Available Tokenizers#
torchTextClassifiers supports three tokenization strategies:
NGramTokenizer (FastText-style)#
Character n-gram tokenization for robustness to typos and rare words.
from torchTextClassifiers.tokenizers import NGramTokenizer
tokenizer = NGramTokenizer(
vocab_size=10000,
min_n=3, # Minimum n-gram size
max_n=6, # Maximum n-gram size
)
tokenizer.train(training_texts)
When to use:
Text with typos or non-standard spellings
Morphologically rich languages
Limited training data
WordPieceTokenizer#
Subword tokenization for balanced vocabulary coverage.
from torchTextClassifiers.tokenizers import WordPieceTokenizer
tokenizer = WordPieceTokenizer(vocab_size=5000)
tokenizer.train(training_texts)
When to use:
Standard text classification
Moderate vocabulary size
Good balance of coverage and granularity
HuggingFaceTokenizer#
Use pre-trained tokenizers from HuggingFace.
from torchTextClassifiers.tokenizers import HuggingFaceTokenizer
from transformers import AutoTokenizer
hf_tokenizer = AutoTokenizer.from_pretrained("bert-base-uncased")
tokenizer = HuggingFaceTokenizer(tokenizer=hf_tokenizer)
When to use:
Transfer learning from pre-trained models
Need specific language support
Want to leverage existing tokenizers
Tokenizer Output#
All tokenizers produce the same output format:
output = tokenizer(["Hello world!", "Text classification"])
# output.input_ids: Token indices (batch_size, seq_len)
# output.attention_mask: Attention mask (batch_size, seq_len)

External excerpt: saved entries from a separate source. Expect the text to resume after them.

// Copyright (c) 2025 Erick Bourgeois, firestoned
// SPDX-License-Identifier: MIT

//! Unit tests for `ZoneManager`

#[cfg(test)]
mod tests {
    use super::super::*;

    fn manager() -> (Arc<InMemoryProvider>, ZoneManager) {
        let provider = Arc::new(InMemoryProvider::new());
        let manager = ZoneManager::new(provider.clone());
        (provider, manager)
    }

    #[tokio::test]
    async fn test_manager_round_trip() {
        let (provider, manager) = manager();

        let child = manager
            .ensure_zone_with_root("app.example.com", "example.com", false)
            .await
            .unwrap();
        assert!(manager.zone_exists("example.com").await.unwrap());
        assert_eq!(
            manager.list_nameservers("app.example.com").await.unwrap(),
            Some(child.delegation_set.name_servers.clone())
        );

        manager.unlink("example.com", "app.example.com").await.unwrap();
        manager.delete_zone("app.example.com").await.unwrap();
        manager.delete_zone("example.com").await.unwrap();

        assert!(provider.zone_names().await.is_empty());
    }

    #[tokio::test]
    async fn test_manager_shares_provider_across_clones() {
        let (provider, manager) = manager();
        let clone = manager.clone();

        clone.ensure_zone("example.com", false).await.unwrap();

        assert!(manager.find_zone_id("example.com").await.unwrap().is_some());
        assert_eq!(provider.call_count(ProviderOperation::CreateZone).await, 1);
    }

    #[test]
    fn test_debug_does_not_require_provider_debug() {
        let (_, manager) = manager();
        assert!(format!("{manager:?}").starts_with("ZoneManager"));
    }
}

Component 2: Text Embedder#
Purpose: Convert tokens into dense, semantic embeddings that capture meaning.
Basic Text Embedding#
from torchTextClassifiers.model.components import TextEmbedder, TextEmbedderConfig
config = TextEmbedderConfig(
vocab_size=5000,
embedding_dim=128,
)
embedder = TextEmbedder(config)
# Forward pass
text_features = embedder(token_ids) # Shape: (batch_size, 128)
How it works:
Looks up embedding for each token
Averages embeddings across the sequence
Produces a fixed-size vector per sample
With Self-Attention (Optional)#
Add transformer-style self-attention for better contextual understanding:
from torchTextClassifiers.model.components import AttentionConfig
attention_config = AttentionConfig(
n_embd=128,
n_head=4, # Number of attention heads
n_layer=2, # Number of transformer blocks
dropout=0.1,
)
config = TextEmbedderConfig(
vocab_size=5000,
embedding_dim=128,
attention_config=attention_config, # Add attention
)
embedder = TextEmbedder(config)
When to use attention:
Long documents where context matters
Tasks requiring understanding of word relationships
When you have sufficient training data
Configuration:
embedding_dim: Size of embedding vectors (e.g., 64, 128, 256)n_head: Number of attention heads (typically 4, 8, or 16)n_layer: Depth of transformer (start with 2-3)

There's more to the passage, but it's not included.